---- Records

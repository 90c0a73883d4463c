#![cfg_attr(feature = "fail-on-warnings", deny(warnings))]
#![warn(clippy::all, clippy::pedantic, clippy::nursery, clippy::cargo)]
#![allow(clippy::multiple_crate_versions, clippy::cargo_common_metadata)]

//! CLI entry point for the city-pulse signal pipeline.
//!
//! Reads reports from a JSON file, runs the requested analysis, and prints
//! the result as pretty JSON on stdout. Logging goes to stderr and is
//! controlled with `RUST_LOG`.

mod config;

use std::path::{Path, PathBuf};
use std::time::Duration;

use chrono::{DateTime, Utc};
use city_pulse_ai::{LlmSummarizer, RuleBasedSummarizer};
use city_pulse_report_models::{Report, parse_iso_timestamp};
use city_pulse_signal::{AlertPredictor, SentimentClassifier, Summarizer};
use city_pulse_signal_models::{PipelineOptions, SocialPost, UserPreferences, window_from_minutes};
use city_pulse_store::{JsonFileReportStore, ReportStore};
use clap::{Parser, Subcommand};
use serde::Serialize;

use crate::config::{PulseConfig, SummarizerKind};

#[derive(Parser)]
#[command(name = "city_pulse", about = "Civic report aggregation and signal extraction")]
struct Cli {
    /// JSON file holding the report records
    #[arg(long, global = true, default_value = "reports.json")]
    reports: PathBuf,
    /// Configuration file (defaults to `city_pulse.toml` if present)
    #[arg(long, global = true)]
    config: Option<PathBuf>,
    /// Summarizer backend (overrides the config file)
    #[arg(long, global = true, value_enum)]
    summarizer: Option<SummarizerKind>,
    /// Reference instant as RFC 3339 (defaults to the current time)
    #[arg(long, global = true)]
    now: Option<String>,
    /// Recency window in minutes (overrides the config file)
    #[arg(long, global = true)]
    window_minutes: Option<i64>,
    /// Spike threshold (overrides the config file)
    #[arg(long, global = true)]
    threshold: Option<usize>,
    /// Per-call summarizer deadline in seconds (overrides the config file)
    #[arg(long, global = true)]
    timeout_secs: Option<u64>,
    #[command(subcommand)]
    command: Commands,
}

#[derive(Subcommand)]
enum Commands {
    /// Cluster recent reports and summarize every spike
    Synthesize,
    /// Raise predictive alerts from report spikes
    Alerts,
    /// Build per-category notifications for a user's preferences
    Notify {
        /// Location to follow (repeatable; none means all)
        #[arg(long = "location")]
        locations: Vec<String>,
        /// Category to follow (repeatable; none means all)
        #[arg(long = "tag")]
        tags: Vec<String>,
    },
    /// Summarize recent activity in one area
    Area {
        /// Area (location key) to summarize
        area: String,
    },
    /// Build a digest for one or more cities
    Digest {
        /// Cities to digest (defaults to the default city)
        cities: Vec<String>,
    },
    /// Build a mood map from social posts
    Mood {
        /// JSON file with `[{"text": ..., "location": ...}]` posts
        posts: PathBuf,
        /// Analyze each post individually instead of grouping by location
        #[arg(long)]
        feed: bool,
    },
    /// Find the registered city nearest to a coordinate
    Nearest {
        /// Latitude in degrees
        #[arg(allow_negative_numbers = true)]
        lat: f64,
        /// Longitude in degrees
        #[arg(allow_negative_numbers = true)]
        lon: f64,
    },
    /// Fetch live weather, AQI and population for a city
    Metrics {
        /// City name (defaults to the default city)
        city: Option<String>,
    },
    /// List registered cities
    Cities,
}

/// The capability backend selected for this run.
enum Backend {
    Rule(RuleBasedSummarizer),
    Llm(LlmSummarizer),
}

impl Backend {
    fn new(kind: SummarizerKind, timeout: Duration) -> Result<Self, Box<dyn std::error::Error>> {
        Ok(match kind {
            SummarizerKind::Rule => Self::Rule(RuleBasedSummarizer::new()),
            SummarizerKind::Llm => Self::Llm(LlmSummarizer::from_env(timeout)?),
        })
    }

    fn summarizer(&self) -> &dyn Summarizer {
        match self {
            Self::Rule(rules) => rules,
            Self::Llm(llm) => llm,
        }
    }

    fn classifier(&self) -> &dyn SentimentClassifier {
        match self {
            Self::Rule(rules) => rules,
            Self::Llm(llm) => llm,
        }
    }

    fn predictor(&self) -> &dyn AlertPredictor {
        match self {
            Self::Rule(rules) => rules,
            Self::Llm(llm) => llm,
        }
    }
}

/// Settings resolved from the config file and command-line overrides.
struct Settings {
    config: PulseConfig,
    now: DateTime<Utc>,
    window_minutes: Option<i64>,
    threshold: Option<usize>,
    deadline: Option<Duration>,
}

impl Settings {
    fn options(
        &self,
        default_window: i64,
        default_threshold: usize,
    ) -> Result<PipelineOptions, city_pulse_signal::SignalError> {
        let window = window_from_minutes(self.window_minutes.unwrap_or(default_window))?;
        let threshold = self.threshold.unwrap_or(default_threshold);
        let options = city_pulse_signal::pipeline_options(window, threshold, self.now)?;
        Ok(match self.deadline {
            Some(deadline) => options.with_deadline(deadline),
            None => options,
        })
    }

    fn synthesis_options(&self) -> Result<PipelineOptions, city_pulse_signal::SignalError> {
        let pipeline = &self.config.pipeline;
        self.options(pipeline.window_minutes, pipeline.threshold)
    }

    fn alert_options(&self) -> Result<PipelineOptions, city_pulse_signal::SignalError> {
        let pipeline = &self.config.pipeline;
        self.options(pipeline.alert_window_minutes, pipeline.alert_threshold)
    }
}

fn print_json<T: Serialize>(value: &T) -> Result<(), Box<dyn std::error::Error>> {
    println!("{}", serde_json::to_string_pretty(value)?);
    Ok(())
}

async fn load_reports(path: &Path) -> Result<Vec<Report>, Box<dyn std::error::Error>> {
    let reports = JsonFileReportStore::new(path).fetch_reports().await?;
    Ok(reports)
}

fn load_posts(path: &Path) -> Result<Vec<SocialPost>, Box<dyn std::error::Error>> {
    let data = std::fs::read_to_string(path)?;
    Ok(serde_json::from_str(&data)?)
}

fn resolve_now(now: Option<&str>) -> Result<DateTime<Utc>, String> {
    now.map_or_else(
        || Ok(Utc::now()),
        |s| parse_iso_timestamp(s).ok_or_else(|| format!("Invalid --now timestamp: {s}")),
    )
}

#[allow(clippy::too_many_lines)]
#[tokio::main]
async fn main() -> Result<(), Box<dyn std::error::Error>> {
    pretty_env_logger::init();
    let cli = Cli::parse();

    let config = PulseConfig::load(cli.config.as_deref())?;
    let kind = cli.summarizer.unwrap_or(config.summarizer.kind);
    let deadline = cli
        .timeout_secs
        .or(config.pipeline.summarizer_timeout_secs)
        .map(Duration::from_secs);
    let llm_timeout = deadline.unwrap_or(city_pulse_ai::llm::DEFAULT_TIMEOUT);
    let settings = Settings {
        now: resolve_now(cli.now.as_deref())?,
        window_minutes: cli.window_minutes,
        threshold: cli.threshold,
        deadline,
        config,
    };

    match cli.command {
        Commands::Synthesize => {
            let options = settings.synthesis_options()?;
            let backend = Backend::new(kind, llm_timeout)?;
            let reports = load_reports(&cli.reports).await?;
            let events =
                city_pulse_signal::synthesize_events(&reports, &options, backend.summarizer())
                    .await;
            log::info!("Synthesized {} event(s)", events.len());
            print_json(&events)?;
        }
        Commands::Alerts => {
            let options = settings.alert_options()?;
            let backend = Backend::new(kind, llm_timeout)?;
            let reports = load_reports(&cli.reports).await?;
            let alerts =
                city_pulse_signal::alerts::analyze_alerts(&reports, &options, backend.predictor())
                    .await;
            print_json(&alerts)?;
        }
        Commands::Notify { locations, tags } => {
            let backend = Backend::new(kind, llm_timeout)?;
            let reports = load_reports(&cli.reports).await?;
            let preferences = UserPreferences { locations, tags };
            let notifications = city_pulse_signal::notifications::generate_notifications(
                &reports,
                &preferences,
                backend.summarizer(),
                deadline,
                settings.now,
            )
            .await;
            print_json(&notifications)?;
        }
        Commands::Area { area } => {
            let options = settings.alert_options()?;
            let backend = Backend::new(kind, llm_timeout)?;
            let reports = load_reports(&cli.reports).await?;
            let summary = city_pulse_signal::area::summarize_area(
                &reports,
                &area,
                &options,
                backend.summarizer(),
                backend.classifier(),
            )
            .await;
            print_json(&summary)?;
        }
        Commands::Digest { cities } => {
            let backend = Backend::new(kind, llm_timeout)?;
            let reports = load_reports(&cli.reports).await?;
            let cities = if cities.is_empty() {
                vec![city_pulse_cities::default_city().name]
            } else {
                cities
            };
            let digests = city_pulse_signal::digest::generate_multi_city_digest(
                &reports,
                &cities,
                backend.summarizer(),
                backend.classifier(),
                deadline,
                settings.now,
            )
            .await;
            print_json(&digests)?;
        }
        Commands::Mood { posts, feed } => {
            let backend = Backend::new(kind, llm_timeout)?;
            let posts = load_posts(&posts)?;
            if feed {
                let analyzed =
                    city_pulse_signal::mood::analyze_social_feed(&posts, backend.classifier())
                        .await;
                print_json(&analyzed)?;
            } else {
                let mood = city_pulse_signal::mood::analyze_sentiment_by_location(
                    &posts,
                    backend.classifier(),
                )
                .await;
                print_json(&mood)?;
            }
        }
        Commands::Nearest { lat, lon } => {
            let nearest = city_pulse_cities::nearest_city(lat, lon)
                .ok_or_else(|| format!("No city near ({lat}, {lon})"))?;
            log::info!(
                "Nearest city: {} ({:.1}km away)",
                nearest.city.name,
                nearest.distance_km
            );
            print_json(&nearest)?;
        }
        Commands::Metrics { city } => {
            let city = city.unwrap_or_else(|| city_pulse_cities::default_city().name);
            let client = reqwest::Client::builder()
                .timeout(Duration::from_secs(15))
                .build()?;
            let metrics = city_pulse_cities::metrics::fetch_city_metrics(
                &client,
                &city,
                &city_pulse_cities::metrics::MetricsConfig::from_env(),
            )
            .await?;
            print_json(&metrics)?;
        }
        Commands::Cities => {
            println!("{:<12} {:>9} {:>9}", "NAME", "LAT", "LON");
            println!("{}", "-".repeat(32));
            for city in city_pulse_cities::all_cities() {
                println!("{:<12} {:>9.4} {:>9.4}", city.name, city.lat, city.lon);
            }
        }
    }

    Ok(())
}

#[cfg(test)]
mod tests {
    use chrono::TimeDelta;
    use city_pulse_signal_models::InvalidOptionsError;
    use clap::CommandFactory;

    use super::*;

    #[test]
    fn cli_definition_is_valid() {
        Cli::command().debug_assert();
    }

    #[test]
    fn parses_global_flags_after_subcommand() {
        let cli = Cli::try_parse_from([
            "city_pulse",
            "synthesize",
            "--reports",
            "data.json",
            "--summarizer",
            "llm",
            "--threshold",
            "4",
        ])
        .unwrap();
        assert_eq!(cli.reports, PathBuf::from("data.json"));
        assert_eq!(cli.summarizer, Some(SummarizerKind::Llm));
        assert_eq!(cli.threshold, Some(4));
    }

    #[test]
    fn nearest_accepts_negative_coordinates() {
        let cli = Cli::try_parse_from(["city_pulse", "nearest", "-33.86", "151.21"]).unwrap();
        assert!(matches!(cli.command, Commands::Nearest { lat, .. } if lat < 0.0));
    }

    #[test]
    fn flags_override_config_values() {
        let settings = Settings {
            config: PulseConfig::default(),
            now: resolve_now(Some("2024-07-09T10:00:00Z")).unwrap(),
            window_minutes: Some(15),
            threshold: None,
            deadline: Some(Duration::from_secs(2)),
        };
        let options = settings.synthesis_options().unwrap();
        assert_eq!(options.window(), TimeDelta::minutes(15));
        assert_eq!(options.threshold(), 3);
        assert_eq!(options.summarizer_deadline(), Some(Duration::from_secs(2)));

        let alerts = settings.alert_options().unwrap();
        assert_eq!(alerts.window(), TimeDelta::minutes(15));
    }

    #[test]
    fn invalid_overrides_fail_fast() {
        let settings = Settings {
            config: PulseConfig::default(),
            now: Utc::now(),
            window_minutes: None,
            threshold: Some(0),
            deadline: None,
        };
        assert!(settings.synthesis_options().is_err());
    }

    #[test]
    fn out_of_range_window_is_a_config_error() {
        let settings = Settings {
            config: PulseConfig::default(),
            now: Utc::now(),
            window_minutes: Some(i64::MAX),
            threshold: None,
            deadline: None,
        };
        assert!(matches!(
            settings.synthesis_options(),
            Err(city_pulse_signal::SignalError::InvalidConfig(
                InvalidOptionsError::WindowOutOfRange { .. }
            ))
        ));

        let mut config = PulseConfig::default();
        config.pipeline.alert_window_minutes = i64::MIN;
        let settings = Settings {
            config,
            now: Utc::now(),
            window_minutes: None,
            threshold: None,
            deadline: None,
        };
        assert!(settings.alert_options().is_err());
    }

    #[test]
    fn rejects_bad_now() {
        assert!(resolve_now(Some("not a time")).is_err());
    }
}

--------

▶ [What the task requires]: The answer should hold only the lines from the start of the records above through the line containing "use std::time::Duration;", each set down exactly.

▶ [Solution to this task]:
repository 90c0a73883d4463c
#![cfg_attr(feature = "fail-on-warnings", deny(warnings))]
#![warn(clippy::all, clippy::pedantic, clippy::nursery, clippy::cargo)]
#![allow(clippy::multiple_crate_versions, clippy::cargo_common_metadata)]

//! CLI entry point for the city-pulse signal pipeline.
//!
//! Reads reports from a JSON file, runs the requested analysis, and prints
//! the result as pretty JSON on stdout. Logging goes to stderr and is
//! controlled with `RUST_LOG`.

mod config;

use std::path::{Path, PathBuf};
use std::time::Duration;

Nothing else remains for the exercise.